What to do:
Would you write out all the records again, exactly?

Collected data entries

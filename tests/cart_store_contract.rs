//! Integration test for the cart store's observable contract.
//!
//! Drives one store through the full mutation surface from the consumer's
//! side: merging adds, quantity updates, no-op removes, clearing, snapshot
//! identity, server snapshots and subscription lifecycles.

use std::{cell::Cell, rc::Rc};

use anyhow::Result;
use rusty_money::{Money, iso::USD};

use blaze::prelude::*;

fn artwork(id: &str, minor: i64) -> Artwork {
    Artwork::new(
        id,
        format!("Artwork {id}"),
        Money::from_minor(minor, USD),
        ArtworkType::Digital,
    )
}

#[test]
fn store_honours_its_observable_contract() -> Result<()> {
    let store = CartStore::new(USD);

    let notifications = Rc::new(Cell::new(0u32));
    let counter = Rc::clone(&notifications);
    let subscription = store.subscribe(move || counter.set(counter.get() + 1));

    // Server-rendered pass reads a stable empty cart.
    let server = store.server_snapshot();
    assert!(server.is_empty());
    assert!(server.ptr_eq(&store.server_snapshot()));

    // Merging adds collapse to one line per artwork id.
    store.add_item_with_quantity(artwork("a", 1000), 2);
    store.add_item_with_quantity(artwork("a", 1000), 3);
    store.add_item(artwork("b", 2550));

    let snapshot = store.snapshot();
    assert_eq!(snapshot.len(), 2);
    assert_eq!(
        snapshot.get(&ArtworkId::from("a")).map(CartItem::quantity),
        Some(5)
    );
    assert_eq!(store.total_items(), 6);

    // Identity is stable until the next mutation.
    assert!(snapshot.ptr_eq(&store.snapshot()));

    // Quantity updates keep line positions; zero removes.
    store.set_quantity(&ArtworkId::from("a"), 2);
    store.set_quantity(&ArtworkId::from("b"), 0);

    let after_updates = store.snapshot();
    assert!(!snapshot.ptr_eq(&after_updates));
    assert_eq!(after_updates.len(), 1);
    assert_eq!(store.total_price()?, Money::from_minor(2000, USD));

    // Removing an id that was never added is a silent no-op.
    store.remove_item(&ArtworkId::from("never-added"));
    assert_eq!(store.snapshot().len(), 1);

    // Clearing resets to empty; the server snapshot never budged.
    store.clear();
    assert!(store.snapshot().is_empty());
    assert_eq!(store.total_items(), 0);
    assert!(server.ptr_eq(&store.server_snapshot()));

    // Every mutating call above notified exactly once.
    assert_eq!(notifications.get(), 7);

    subscription.unsubscribe();
    store.add_item(artwork("c", 500));
    assert_eq!(notifications.get(), 7, "unsubscribed listeners stay silent");

    // The boundary accessor reports a missing provider instead of panicking.
    assert!(StoreContext::empty().cart().is_err());

    Ok(())
}
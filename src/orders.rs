//! Orders
//!
//! Order records a checkout service would create from the cart's lines and
//! total. Checkout itself is disabled in this build; nothing here touches
//! payment.

use std::fmt;

use jiff::Timestamp;
use rusty_money::{Money, iso::Currency};
use serde::{Deserialize, Serialize};
use uuid::Uuid;

use crate::{artworks::ArtworkId, cart::Cart, pricing::TotalPriceError};

/// Order lifecycle status.
#[derive(Debug, Clone, Copy, PartialEq, Eq, Serialize, Deserialize)]
#[serde(rename_all = "lowercase")]
pub enum OrderStatus {
    /// Created, awaiting payment.
    Pending,

    /// Payment received.
    Paid,

    /// Physical items dispatched.
    Shipped,

    /// Received by the customer.
    Delivered,

    /// Cancelled before fulfilment.
    Cancelled,
}

impl OrderStatus {
    /// Whether the order has reached a final state.
    #[must_use]
    pub fn is_terminal(self) -> bool {
        matches!(self, Self::Delivered | Self::Cancelled)
    }
}

impl fmt::Display for OrderStatus {
    fn fmt(&self, f: &mut fmt::Formatter<'_>) -> fmt::Result {
        f.write_str(match self {
            Self::Pending => "pending",
            Self::Paid => "paid",
            Self::Shipped => "shipped",
            Self::Delivered => "delivered",
            Self::Cancelled => "cancelled",
        })
    }
}

/// Shipping destination for physical artworks.
#[derive(Debug, Clone, PartialEq, Eq, Serialize, Deserialize)]
pub struct ShippingAddress {
    /// First address line
    pub line1: String,

    /// Second address line
    #[serde(default, skip_serializing_if = "Option::is_none")]
    pub line2: Option<String>,

    /// City
    pub city: String,

    /// State or region
    #[serde(default, skip_serializing_if = "Option::is_none")]
    pub state: Option<String>,

    /// Postal code
    pub postal_code: String,

    /// Country
    pub country: String,
}

/// One order line, denormalized from a cart line at draft time.
#[derive(Debug, Clone, PartialEq)]
pub struct OrderItem {
    /// Artwork this line refers to
    pub artwork_id: ArtworkId,

    /// Title at the moment the order was drafted
    pub title: String,

    /// Units ordered
    pub quantity: u32,

    /// Unit price at the moment the order was drafted
    pub unit_price: Money<'static, Currency>,
}

/// What a checkout service consumes: the cart's lines and total, plus the
/// customer's contact details.
#[derive(Debug, Clone, PartialEq)]
pub struct OrderDraft {
    /// Customer email
    pub customer_email: String,

    /// Customer name
    pub customer_name: String,

    /// Order lines
    pub items: Vec<OrderItem>,

    /// Order total
    pub total: Money<'static, Currency>,
}

impl OrderDraft {
    /// Draft an order from the current cart contents.
    ///
    /// # Errors
    ///
    /// Returns a [`TotalPriceError`] if the cart total cannot be computed.
    pub fn from_cart(
        cart: &Cart,
        customer_email: impl Into<String>,
        customer_name: impl Into<String>,
    ) -> Result<Self, TotalPriceError> {
        let items = cart
            .iter()
            .map(|line| OrderItem {
                artwork_id: line.artwork().id.clone(),
                title: line.artwork().title.clone(),
                quantity: line.quantity(),
                unit_price: line.artwork().price,
            })
            .collect();

        Ok(Self {
            customer_email: customer_email.into(),
            customer_name: customer_name.into(),
            items,
            total: cart.total_price()?,
        })
    }
}

/// Order record.
#[derive(Debug, Clone, PartialEq)]
pub struct Order {
    /// Unique order id
    pub uuid: Uuid,

    /// Customer email
    pub customer_email: String,

    /// Customer name
    pub customer_name: String,

    /// Current status
    pub status: OrderStatus,

    /// Order lines
    pub items: Vec<OrderItem>,

    /// Order total
    pub total: Money<'static, Currency>,

    /// Shipping destination, when any line is physical
    pub shipping_address: Option<ShippingAddress>,

    /// When the order was created
    pub created_at: Timestamp,

    /// When the order was last updated
    pub updated_at: Timestamp,
}

impl Order {
    /// Create a pending order from a draft.
    #[must_use]
    pub fn from_draft(draft: OrderDraft) -> Self {
        let now = Timestamp::now();

        Self {
            uuid: Uuid::now_v7(),
            customer_email: draft.customer_email,
            customer_name: draft.customer_name,
            status: OrderStatus::Pending,
            items: draft.items,
            total: draft.total,
            shipping_address: None,
            created_at: now,
            updated_at: now,
        }
    }

    /// Move the order to a new status, updating the modification time.
    pub fn set_status(&mut self, status: OrderStatus) {
        self.status = status;
        self.updated_at = Timestamp::now();
    }
}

Answer below:
filename tests/cart_store_contract.rs
//! Integration test for the cart store's observable contract.
//!
//! Drives one store through the full mutation surface from the consumer's
//! side: merging adds, quantity updates, no-op removes, clearing, snapshot
//! identity, server snapshots and subscription lifecycles.

use std::{cell::Cell, rc::Rc};

use anyhow::Result;
use rusty_money::{Money, iso::USD};

use blaze::prelude::*;

fn artwork(id: &str, minor: i64) -> Artwork {
    Artwork::new(
        id,
        format!("Artwork {id}"),
        Money::from_minor(minor, USD),
        ArtworkType::Digital,
    )
}

#[test]
fn store_honours_its_observable_contract() -> Result<()> {
    let store = CartStore::new(USD);

    let notifications = Rc::new(Cell::new(0u32));
    let counter = Rc::clone(&notifications);
    let subscription = store.subscribe(move || counter.set(counter.get() + 1));

    // Server-rendered pass reads a stable empty cart.
    let server = store.server_snapshot();
    assert!(server.is_empty());
    assert!(server.ptr_eq(&store.server_snapshot()));

    // Merging adds collapse to one line per artwork id.
    store.add_item_with_quantity(artwork("a", 1000), 2);
    store.add_item_with_quantity(artwork("a", 1000), 3);
    store.add_item(artwork("b", 2550));

    let snapshot = store.snapshot();
    assert_eq!(snapshot.len(), 2);
    assert_eq!(
        snapshot.get(&ArtworkId::from("a")).map(CartItem::quantity),
        Some(5)
    );
    assert_eq!(store.total_items(), 6);

    // Identity is stable until the next mutation.
    assert!(snapshot.ptr_eq(&store.snapshot()));

    // Quantity updates keep line positions; zero removes.
    store.set_quantity(&ArtworkId::from("a"), 2);
    store.set_quantity(&ArtworkId::from("b"), 0);

    let after_updates = store.snapshot();
    assert!(!snapshot.ptr_eq(&after_updates));
    assert_eq!(after_updates.len(), 1);
    assert_eq!(store.total_price()?, Money::from_minor(2000, USD));

    // Removing an id that was never added is a silent no-op.
    store.remove_item(&ArtworkId::from("never-added"));
    assert_eq!(store.snapshot().len(), 1);

    // Clearing resets to empty; the server snapshot never budged.
    store.clear();
    assert!(store.snapshot().is_empty());
    assert_eq!(store.total_items(), 0);
    assert!(server.ptr_eq(&store.server_snapshot()));

    // Every mutating call above notified exactly once.
    assert_eq!(notifications.get(), 7);

    subscription.unsubscribe();
    store.add_item(artwork("c", 500));
    assert_eq!(notifications.get(), 7, "unsubscribed listeners stay silent");

    // The boundary accessor reports a missing provider instead of panicking.
    assert!(StoreContext::empty().cart().is_err());

    Ok(())
}
filename src/orders.rs
//! Orders
//!
//! Order records a checkout service would create from the cart's lines and
//! total. Checkout itself is disabled in this build; nothing here touches
//! payment.

use std::fmt;

use jiff::Timestamp;
use rusty_money::{Money, iso::Currency};
use serde::{Deserialize, Serialize};
use uuid::Uuid;

use crate::{artworks::ArtworkId, cart::Cart, pricing::TotalPriceError};

/// Order lifecycle status.
#[derive(Debug, Clone, Copy, PartialEq, Eq, Serialize, Deserialize)]
#[serde(rename_all = "lowercase")]
pub enum OrderStatus {
    /// Created, awaiting payment.
    Pending,

    /// Payment received.
    Paid,

    /// Physical items dispatched.
    Shipped,

    /// Received by the customer.
    Delivered,

    /// Cancelled before fulfilment.
    Cancelled,
}

impl OrderStatus {
    /// Whether the order has reached a final state.
    #[must_use]
    pub fn is_terminal(self) -> bool {
        matches!(self, Self::Delivered | Self::Cancelled)
    }
}

impl fmt::Display for OrderStatus {
    fn fmt(&self, f: &mut fmt::Formatter<'_>) -> fmt::Result {
        f.write_str(match self {
            Self::Pending => "pending",
            Self::Paid => "paid",
            Self::Shipped => "shipped",
            Self::Delivered => "delivered",
            Self::Cancelled => "cancelled",
        })
    }
}

/// Shipping destination for physical artworks.
#[derive(Debug, Clone, PartialEq, Eq, Serialize, Deserialize)]
pub struct ShippingAddress {
    /// First address line
    pub line1: String,

    /// Second address line
    #[serde(default, skip_serializing_if = "Option::is_none")]
    pub line2: Option<String>,

    /// City
    pub city: String,

    /// State or region
    #[serde(default, skip_serializing_if = "Option::is_none")]
    pub state: Option<String>,

    /// Postal code
    pub postal_code: String,

    /// Country
    pub country: String,
}

/// One order line, denormalized from a cart line at draft time.
#[derive(Debug, Clone, PartialEq)]
pub struct OrderItem {
    /// Artwork this line refers to
    pub artwork_id: ArtworkId,

    /// Title at the moment the order was drafted
    pub title: String,

    /// Units ordered
    pub quantity: u32,

    /// Unit price at the moment the order was drafted
    pub unit_price: Money<'static, Currency>,
}

/// What a checkout service consumes: the cart's lines and total, plus the
/// customer's contact details.
#[derive(Debug, Clone, PartialEq)]
pub struct OrderDraft {
    /// Customer email
    pub customer_email: String,

    /// Customer name
    pub customer_name: String,

    /// Order lines
    pub items: Vec<OrderItem>,

    /// Order total
    pub total: Money<'static, Currency>,
}

impl OrderDraft {
    /// Draft an order from the current cart contents.
    ///
    /// # Errors
    ///
    /// Returns a [`TotalPriceError`] if the cart total cannot be computed.
    pub fn from_cart(
        cart: &Cart,
        customer_email: impl Into<String>,
        customer_name: impl Into<String>,
    ) -> Result<Self, TotalPriceError> {
        let items = cart
            .iter()
            .map(|line| OrderItem {
                artwork_id: line.artwork().id.clone(),
                title: line.artwork().title.clone(),
                quantity: line.quantity(),
                unit_price: line.artwork().price,
            })
            .collect();

        Ok(Self {
            customer_email: customer_email.into(),
            customer_name: customer_name.into(),
            items,
            total: cart.total_price()?,
        })
    }
}

/// Order record.
#[derive(Debug, Clone, PartialEq)]
pub struct Order {
    /// Unique order id
    pub uuid: Uuid,

    /// Customer email
    pub customer_email: String,

    /// Customer name
    pub customer_name: String,

    /// Current status
    pub status: OrderStatus,

    /// Order lines
    pub items: Vec<OrderItem>,

    /// Order total
    pub total: Money<'static, Currency>,

    /// Shipping destination, when any line is physical
    pub shipping_address: Option<ShippingAddress>,

    /// When the order was created
    pub created_at: Timestamp,

    /// When the order was last updated
    pub updated_at: Timestamp,
}

impl Order {
    /// Create a pending order from a draft.
    #[must_use]
    pub fn from_draft(draft: OrderDraft) -> Self {
        let now = Timestamp::now();

        Self {
            uuid: Uuid::now_v7(),
            customer_email: draft.customer_email,
            customer_name: draft.customer_name,
            status: OrderStatus::Pending,
            items: draft.items,
            total: draft.total,
            shipping_address: None,
            created_at: now,
            updated_at: now,
        }
    }

    /// Move the order to a new status, updating the modification time.
    pub fn set_status(&mut self, status: OrderStatus) {
        self.status = status;
        self.updated_at = Timestamp::now();
    }
}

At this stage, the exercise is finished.